The U.S. House of Representatives Ways and Means Committee chairman’s Federal tax reform bill would phase out the deduction used by the businesses in the States that manufacture in Puerto Rico directly — versus through the ‘Controlled Foreign Corporations’ (CFCs) that enable companies to avoid Federal income taxation.

The legislation proposed by Chairman Dave Camp (R-MI) would also prevent businesses from using CFCs to avoid income tax.  Most manufacturing in Puerto Rico is done through CFCs.

Companies that manufacture without a CFC pay Federal tax on their territorial income at the regular 35% corporate rate.  For the past several years, they have been able to deduct nine percent of their profits from their taxable income under the Domestic Production Tax Deduction, effectively reducing their tax rate to about 32%.

Camp’s bill would phase out the deduction because it would lower the regular tax rate from 35% to 25%.

The deduction, created in 2004, is ongoing law for income from the States.  It has been  temporary law, however, for income from Puerto Rico.  The last temporary application expired at the end of 2013 but is expected to be extended again.

Although the Senate included income from Puerto Rico in its bill creating the ongoing deduction, insular income was excluded after Resident Commissioner Anibal Acevedo Vila (“Commonwealth” party) opposed inclusion.  He was lobbying for the proposal of Governor Sila Calderon of his party to exempt income from the territory from Federal taxation — a proposal that was rejected twice by the Senate Finance Committee and turned down by Camp’s predecessor as Ways and Means Committee chairman and the U.S. Treasury Department.

In fact, the Senate Finance Committee included income from Puerto Rico in its domestic production deduction bill precisely because it opposed the Puerto Rico tax exemption  proposal.

Resident Commissioner Luis Fortuno (statehood) later got income from Puerto Rico qualified for the deduction but on a temporary basis since the tax committees were already planning to develop tax reform legislation.

The temporary provision for Puerto Rico income expired last December 31st along with about five dozen other temporary provisions of tax law. New Senate Finance Committee Chairman Wyden (D-OR), however, has said that these ‘tax extenders’ will be an early priority.  But Camp has resisted calls to pass tax extenders, reportedly thinking that it will take away some determination and some revenue needed for comprehensive tax reform.

Senate Finance Committee Ranking Minority Member Orrin Hatch (R-UT) and House Ways and Means Republicans have said that not all of the extenders ought to be passed; each should be judged on its individual merits.  There has not been controversy, however, about extending the deduction for income from Puerto Rico as long as the deduction is available for income from the States.

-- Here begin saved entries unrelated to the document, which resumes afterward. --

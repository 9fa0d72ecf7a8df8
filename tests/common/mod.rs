#![allow(dead_code)]

use chrono::{DateTime, Duration, NaiveDate, TimeZone, Utc};
use marketscan::domain::config::BacktestConfig;
use marketscan::domain::error::ScanError;
use marketscan::domain::features::FeatureRow;
pub use marketscan::domain::ohlcv::Bar;
use marketscan::domain::timeframe::Timeframe;
use marketscan::ports::data_port::{DataPort, FetchRange};
use std::collections::HashMap;
use std::sync::atomic::{AtomicUsize, Ordering};

/// In-memory data source. Counts fetches so tests can assert that a call
/// failed before touching data.
pub struct MockDataPort {
    pub data: HashMap<String, Vec<Bar>>,
    pub errors: HashMap<String, String>,
    fetches: AtomicUsize,
}

impl MockDataPort {
    pub fn new() -> Self {
        Self {
            data: HashMap::new(),
            errors: HashMap::new(),
            fetches: AtomicUsize::new(0),
        }
    }

    pub fn with_bars(mut self, symbol: &str, bars: Vec<Bar>) -> Self {
        self.data.insert(symbol.to_string(), bars);
        self
    }

    pub fn with_error(mut self, symbol: &str, reason: &str) -> Self {
        self.errors.insert(symbol.to_string(), reason.to_string());
        self
    }

    pub fn fetch_count(&self) -> usize {
        self.fetches.load(Ordering::SeqCst)
    }
}

impl DataPort for MockDataPort {
    fn fetch_bars(
        &self,
        symbol: &str,
        _timeframe: Timeframe,
        range: FetchRange,
    ) -> Result<Vec<Bar>, ScanError> {
        self.fetches.fetch_add(1, Ordering::SeqCst);
        if let Some(reason) = self.errors.get(symbol) {
            return Err(ScanError::DataUnavailable {
                symbol: symbol.to_string(),
                reason: reason.clone(),
            });
        }
        let bars = self.data.get(symbol).cloned().unwrap_or_default();
        let bars: Vec<Bar> = match range {
            FetchRange::Lookback(_) => bars,
            FetchRange::Between { start, end } => bars
                .into_iter()
                .filter(|b| b.timestamp >= start && b.timestamp <= end)
                .collect(),
        };
        if bars.is_empty() {
            return Err(ScanError::DataUnavailable {
                symbol: symbol.to_string(),
                reason: "no bars".to_string(),
            });
        }
        Ok(bars)
    }

    fn list_symbols(&self, _timeframe: Timeframe) -> Result<Vec<String>, ScanError> {
        let mut symbols: Vec<String> = self.data.keys().cloned().collect();
        symbols.sort();
        Ok(symbols)
    }
}

pub fn date(y: i32, m: u32, d: u32) -> NaiveDate {
    NaiveDate::from_ymd_opt(y, m, d).unwrap()
}

pub fn day(y: i32, m: u32, d: u32) -> DateTime<Utc> {
    Utc.with_ymd_and_hms(y, m, d, 0, 0, 0).unwrap()
}

pub const VOLUME: f64 = 1_000_000.0;

/// One bar per calendar day from `start`, with closes from `close_at(i)` and
/// a one-unit band either side.
pub fn generate_bars(start: DateTime<Utc>, count: usize, close_at: impl Fn(usize) -> f64) -> Vec<Bar> {
    (0..count)
        .map(|i| {
            let close = close_at(i);
            Bar {
                timestamp: start + Duration::days(i as i64),
                open: close - 0.5,
                high: close + 1.0,
                low: close - 1.0,
                close,
                volume: VOLUME,
            }
        })
        .collect()
}

pub fn flat_bars(start: DateTime<Utc>, count: usize, price: f64) -> Vec<Bar> {
    (0..count)
        .map(|i| Bar {
            timestamp: start + Duration::days(i as i64),
            open: price,
            high: price,
            low: price,
            close: price,
            volume: VOLUME,
        })
        .collect()
}

/// Straight line from `from` to `to` over `count` bars.
pub fn linear_bars(start: DateTime<Utc>, count: usize, from: f64, to: f64) -> Vec<Bar> {
    let step = (to - from) / (count.saturating_sub(1).max(1)) as f64;
    generate_bars(start, count, |i| from + step * i as f64)
}

/// Compounding growth of `rate` per bar, with a band of 1% either side.
pub fn growth_bars(start: DateTime<Utc>, count: usize, from: f64, rate: f64) -> Vec<Bar> {
    (0..count)
        .map(|i| {
            let close = from * (1.0 + rate).powi(i as i32);
            Bar {
                timestamp: start + Duration::days(i as i64),
                open: close * 0.995,
                high: close * 1.01,
                low: close * 0.99,
                close,
                volume: VOLUME,
            }
        })
        .collect()
}

/// A fully defined feature row for driving the simulator directly.
pub fn feature_row(timestamp: DateTime<Utc>, close: f64, low: f64, high: f64, atr: f64) -> FeatureRow {
    FeatureRow {
        bar: Bar {
            timestamp,
            open: close,
            high,
            low,
            close,
            volume: VOLUME,
        },
        ema8: close,
        ema21: close,
        ema50: close,
        ema_long: close,
        rsi: 50.0,
        macd_hist: 0.0,
        atr,
        bb_width: 0.05,
        bb_width_ma: 0.05,
        vol_ma: VOLUME,
        vol_z: 0.0,
        rolling_max: close,
        rolling_min: close,
    }
}

pub fn sample_config() -> BacktestConfig {
    let mut config = BacktestConfig::new(date(2022, 1, 1), date(2022, 6, 30));
    config.parallel = false;
    config
}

The Congress’s Joint Committee on Taxation estimated in August 2012 that making  income from Puerto Rico eligible would cost the Federal treasury $236 million in 2013 and $122 million in 2014. (Even though the deduction expired in 2013, there are costs this year because of when companies pay their taxes.)

With every dollar of the cost of the deduction representing about $33 in income, the deduction represents a lot of economic activity in Puerto Rico.